Now Deirdre threw open the shutters to reveal a landscape of moors and hills, all blanketed by a heavy overcast. No rain fell-at least, not for now-so she left the window open and then cast open the other two pairs of shutters. Finally she turned to regard the room in the increased illumination.
Several heavy tables stood between the boarskins, as well as soft chairs that formed a casual semicircle before a fireplace and hearth of heavy, rounded fieldstone. Oil lanterns occupied each of the tables, as well as the mantel over the hearth, but the princess much preferred the natural lighting, even filtered as it was by the charcoal-colored clouds.
Dark boards paneled the walls of the library, framing the great shelves with their rows of scrolls and tomes of arcane or historical import and the thoughts of learned sages-the most extensive library in all the Moonshae Islands.
Many sources, Deirdre knew, had been added to the royal collection only during the last twenty years. These tomes and volumes had been discovered in Caer Allisynn, the tall castle that now rested on the shores of Corwell Firth beside Caer Corwell, her father's home.
The tale of that castle had become a common legend in the isles, the topic of numerous ballads. The tomb of Queen Allisynn, bride of the hero, Cymrych Hugh, it had been built centuries ago to serve as a resting place for the young wife upon her untimely death. Bereaved, Cymrych Hugh had used the power of his druidic council to send the fortress into the sea, where for hundreds of years it had rested on the bottom, secure from trespass and plunder. But then, at Tristan Kendrick's hour of greatest need, the goddess had sent the castle forth from the depths. Its magnificent presence had helped to place him on the High Throne.

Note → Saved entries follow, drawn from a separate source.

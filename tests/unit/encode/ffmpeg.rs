use super::*;

fn strings(args: &[OsString]) -> Vec<String> {
    args.iter().map(|a| a.to_string_lossy().into_owned()).collect()
}

fn opts() -> StickerEncodeOpts {
    StickerEncodeOpts {
        canvas: Canvas::square(512),
        fps: Fps::whole(15).unwrap(),
        quality: 50,
        max_duration_secs: 3.0,
    }
}

fn scratch(name: &str) -> PathBuf {
    let dir = PathBuf::from("target").join("unit_ffmpeg").join(name);
    let _ = std::fs::remove_dir_all(&dir);
    std::fs::create_dir_all(&dir).unwrap();
    dir
}

#[test]
fn frames_args_read_numbered_pngs_at_rate() {
    let args = frames_args(
        Path::new("out/frame_x_%03d.png"),
        Fps::whole(15).unwrap(),
        Canvas::square(512),
        Path::new("out/video_x.mp4"),
    )
    .unwrap();
    let a = strings(&args);
    let pos = |s: &str| a.iter().position(|x| x == s).unwrap();

    assert_eq!(a[pos("-framerate") + 1], "15/1");
    assert!(pos("-framerate") < pos("-i"));
    assert_eq!(a[pos("-i") + 1], "out/frame_x_%03d.png");
    assert_eq!(a[pos("-c:v") + 1], "libx264");
    assert_eq!(a[pos("-pix_fmt") + 1], "yuv420p");
    assert_eq!(a[pos("-r") + 1], "15/1");
    assert_eq!(a[pos("-preset") + 1], "veryfast");
    assert_eq!(a[pos("-s") + 1], "512x512");
    assert!(a.contains(&"-y".to_string()));
    assert_eq!(a.last().unwrap(), "out/video_x.mp4");
}

#[test]
fn sticker_args_loop_forever_without_audio() {
    let args = sticker_args(Path::new("v.mp4"), Path::new("s.webp"), &opts()).unwrap();
    let a = strings(&args);
    let pos = |s: &str| a.iter().position(|x| x == s).unwrap();

    let vf = &a[pos("-vf") + 1];
    assert!(vf.starts_with("scale=512:512:force_original_aspect_ratio=decrease,pad=512:512"));
    assert!(vf.ends_with("fps=15/1,format=rgba"));
    assert_eq!(a[pos("-vcodec") + 1], "libwebp");
    assert_eq!(a[pos("-lossless") + 1], "0");
    assert_eq!(a[pos("-q:v") + 1], "50");
    assert_eq!(a[pos("-loop") + 1], "0");
    assert_eq!(a[pos("-vsync") + 1], "0");
    assert_eq!(a[pos("-t") + 1], "3");
    assert!(a.contains(&"-an".to_string()));
    assert_eq!(a.last().unwrap(), "s.webp");
}

#[test]
fn args_reject_unusable_canvas() {
    let out = Path::new("o.mp4");
    let pat = Path::new("f_%03d.png");
    let fps = Fps::whole(15).unwrap();
    let bad = [
        Canvas::square(0),
        Canvas::square(511),
        Canvas {
            width: 512,
            height: 256,
        },
    ];
    for canvas in bad {
        assert!(matches!(
            frames_args(pat, fps, canvas, out),
            Err(StickerError::Validation(_))
        ));
    }

    let mut o = opts();
    o.quality = 101;
    assert!(sticker_args(out, out, &o).is_err());
    let mut o = opts();
    o.max_duration_secs = f64::NAN;
    assert!(sticker_args(out, out, &o).is_err());
}

#[test]
fn missing_program_is_an_encode_error_and_leaves_no_output() {
    let dir = scratch("missing");
    let out = dir.join("s.webp");
    let enc = FfmpegEncoder::new(dir.join("no-such-ffmpeg"));
    assert!(!enc.is_available());
    let err = enc
        .encode_sticker(&dir.join("v.mp4"), &out, &opts(), None)
        .unwrap_err();
    assert!(matches!(err, StickerError::Encode(_)));
    assert!(!out.exists());
}

#[cfg(unix)]
#[test]
fn scripted_encoder_outcomes() {
    use std::os::unix::fs::PermissionsExt as _;

    let dir = scratch("scripted");
    let script = |name: &str, body: &str| -> PathBuf {
        let p = dir.join(name);
        std::fs::write(&p, format!("#!/bin/sh\n{body}\n")).unwrap();
        std::fs::set_permissions(&p, std::fs::Permissions::from_mode(0o755)).unwrap();
        p
    };
    // Write every script before spawning any of them.
    let fails = script("fails.sh", "echo boom >&2\nfor last; do :; done\necho partial > \"$last\"\nexit 3");
    let silent = script("silent.sh", "exit 0");
    let writes = script("writes.sh", "for last; do :; done\necho ok > \"$last\"");
    let slow = script("slow.sh", "for last; do :; done\necho partial > \"$last\"\nexec sleep 5");
    let video = dir.join("v.mp4");

    let out = dir.join("fails.webp");
    let err = FfmpegEncoder::new(&fails)
        .encode_sticker(&video, &out, &opts(), None)
        .unwrap_err();
    assert!(matches!(err, StickerError::Encode(_)));
    assert!(err.to_string().contains("boom"));
    assert!(!out.exists());

    let out = dir.join("silent.webp");
    let err = FfmpegEncoder::new(&silent)
        .encode_sticker(&video, &out, &opts(), None)
        .unwrap_err();
    assert!(matches!(err, StickerError::Encode(_)));

    let out = dir.join("writes.webp");
    FfmpegEncoder::new(&writes)
        .encode_sticker(&video, &out, &opts(), None)
        .unwrap();
    assert!(out.exists());

    let out = dir.join("slow.webp");
    let started = Instant::now();
    let err = FfmpegEncoder::new(&slow)
        .encode_sticker(
            &video,
            &out,
            &opts(),
            Some(Instant::now() + Duration::from_millis(300)),
        )
        .unwrap_err();
    assert!(matches!(err, StickerError::Cancelled(_)));
    assert!(started.elapsed() < Duration::from_secs(4));
    assert!(!out.exists());
}
use super::*;

#[test]
fn ascii_letters_digits_and_punctuation_are_textual() {
    for g in ["a", "Z", "0", "9", "!", "?", ".", "#", "*", "~"] {
        assert_eq!(classify(g), GlyphKind::Textual, "{g}");
    }
}

#[test]
fn emoji_are_pictographic() {
    for g in ["😀", "❤️", "👍🏽", "👨‍👩‍👧", "🦀", "🇮🇳"] {
        assert_eq!(classify(g), GlyphKind::Pictographic, "{g}");
    }
}

#[test]
fn accented_and_non_latin_letters_are_textual() {
    for g in ["é", "ß", "ж", "ह", "日"] {
        assert!(!is_pictographic(g), "{g}");
    }
}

Upon the King's ultimate victory over the forces that threatened to drag the Moonshae Islands into darkness and chaos, the castle anchored itself upon the shores of Corwell Firth. There it remained proudly, a sign of the Kendrick reign. The fractious nations of the Ffolk-Moray, Corwell, Callidyrr, and Snowdown-had, for the first time since the rule of Cymrych Hugh himself, united under a strong leader. Together they formed a kingdom strong enough to stand against their traditional enemies to the north.
The northmen, savage warriors who had long ago sailed into the islands upon their sleek longships, seeking war and plunder, instead found homelands and farmsteads. Since well before Tristan Kendrick's birth, fully half the islands' land was controlled by the sea raiders. King Kendrick, however, had forged a lasting peace with their neighbors to the north. While the northmen swore no fealty to the High King's crown, they had nonetheless ceased raiding the lands of the Ffolk. In this state of truce, with the two cultures standing side by side, the isles had no cause to fear any outside threat.
All of this, Deirdre knew, was her father's legacy. His reign had changed the face of the Moonshaes and given the Ffolk the hero they had sought for centuries. For fifteen years, the promise of that gleaming coronation had been sustained. It was an auspicious start, she thought bitterly, to a reign that had slowly degenerated into a struggle for the Ffolk's survival. The threat to the people had come from an unexpected source: the skies, and the clouds, and the sea. The Ffolk had always lived as a part of their land, using the earth and her fruits as a means of prosperity, but never vanquishing the elements of nature and beauty. Led spiritually by the druids, who formed the staunch spine of their religion, the Ffolk had cared for their wild places with all the devotion they had given to their pastures and fields.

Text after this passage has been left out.